→ **THE PROBLEM**
Among the entries below, find the line with "same slots again.", then quote it and each following line up to and including the line with "own buffers; the", and nothing else.
── ENTRIES PROVIDED
use crate::invariants::debug_assert_monotonic;
#[cfg(debug_assertions)]
use crate::invariants::debug_assert_occupancy;
use crate::Metrics;
use std::mem::MaybeUninit;
use std::sync::atomic::{AtomicU64, Ordering};

/// A writable window of ring slots obtained from `reserve`.
///
/// The producer fills the slice, then calls [`commit`](Reservation::commit)
/// to publish. Nothing is visible to the consumer before the commit, and a
/// reservation dropped without committing leaves the ring untouched.
///
/// The window may be shorter than the count passed to `reserve`: a
/// reservation never crosses the wrap boundary of the buffer, so callers
/// must write against [`len`](Reservation::len), not against what they
/// asked for.
///
/// One reservation at a time per ring. The ring does not track outstanding
/// windows, so a second `reserve` before this one is committed or dropped
/// would hand out the same slots again.
pub struct Reservation<'a, T> {
    slots: &'a mut [MaybeUninit<T>],
    tail: &'a AtomicU64,
    #[cfg(debug_assertions)]
    head: &'a AtomicU64,
    #[cfg(debug_assertions)]
    capacity: usize,
    counters: Option<&'a Metrics>,
}

impl<'a, T> Reservation<'a, T> {
    /// Both ring families hand out reservations over their own buffers; the
    /// tail reference is where the commit publishes.
    #[allow(unused_variables)]
    pub(crate) fn new(
        slots: &'a mut [MaybeUninit<T>],
        tail: &'a AtomicU64,
        head: &'a AtomicU64,
        capacity: usize,
        counters: Option<&'a Metrics>,
    ) -> Self {
        Self {
            slots,
            tail,
            #[cfg(debug_assertions)]
            head,
            #[cfg(debug_assertions)]
            capacity,
            counters,
        }
    }

    /// The granted slots, ready for writing.
    #[inline]
    pub fn as_mut_slice(&mut self) -> &mut [MaybeUninit<T>] {
        self.slots
    }

    /// Number of granted slots.
    #[inline]
    pub fn len(&self) -> usize {
        self.slots.len()
    }

    #[inline]
    pub fn is_empty(&self) -> bool {
        self.slots.is_empty()
    }

    /// Writes `item` into slot `i` of the window.
    ///
    /// # Panics
    ///
    /// Panics if `i >= len()`.
    #[inline]
    pub fn write(&mut self, i: usize, item: T) {
        self.slots[i].write(item);
    }

    /// Publishes every slot in the window.
    ///
    /// All `len()` slots must have been written; the consumer will read
    /// them as initialised values.
    #[inline]
    pub fn commit(self) {
        let n = self.slots.len();
        self.commit_first(n);
    }

    /// Publishes only the first `n` written slots.
    ///
    /// # Panics
    ///
    /// Panics if `n` exceeds the granted length.
    pub fn commit_first(self, n: usize) {
        assert!(n <= self.slots.len(), "commit of {n} exceeds grant");

        // The producer is the only writer of tail, so the relaxed read is
        // this thread's own last store. The release store pairs with the
        // consumer's acquire load of tail and publishes the slot writes.
        let tail = self.tail.load(Ordering::Relaxed);
        let new_tail = tail.wrapping_add(n as u64);

        #[cfg(debug_assertions)]
        {
            let head = self.head.load(Ordering::Relaxed);
            debug_assert_occupancy!(new_tail.wrapping_sub(head) as usize, self.capacity);
        }
        debug_assert_monotonic!("tail", tail, new_tail);

        self.tail.store(new_tail, Ordering::Release);

        if let Some(counters) = self.counters {
            counters.record_commit(n as u64);
        }
    }
}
────
→ **ANSWER BOX**
/// would hand out the same slots again.
pub struct Reservation<'a, T> {
    slots: &'a mut [MaybeUninit<T>],
    tail: &'a AtomicU64,
    #[cfg(debug_assertions)]
    head: &'a AtomicU64,
    #[cfg(debug_assertions)]
    capacity: usize,
    counters: Option<&'a Metrics>,
}

impl<'a, T> Reservation<'a, T> {
    /// Both ring families hand out reservations over their own buffers; the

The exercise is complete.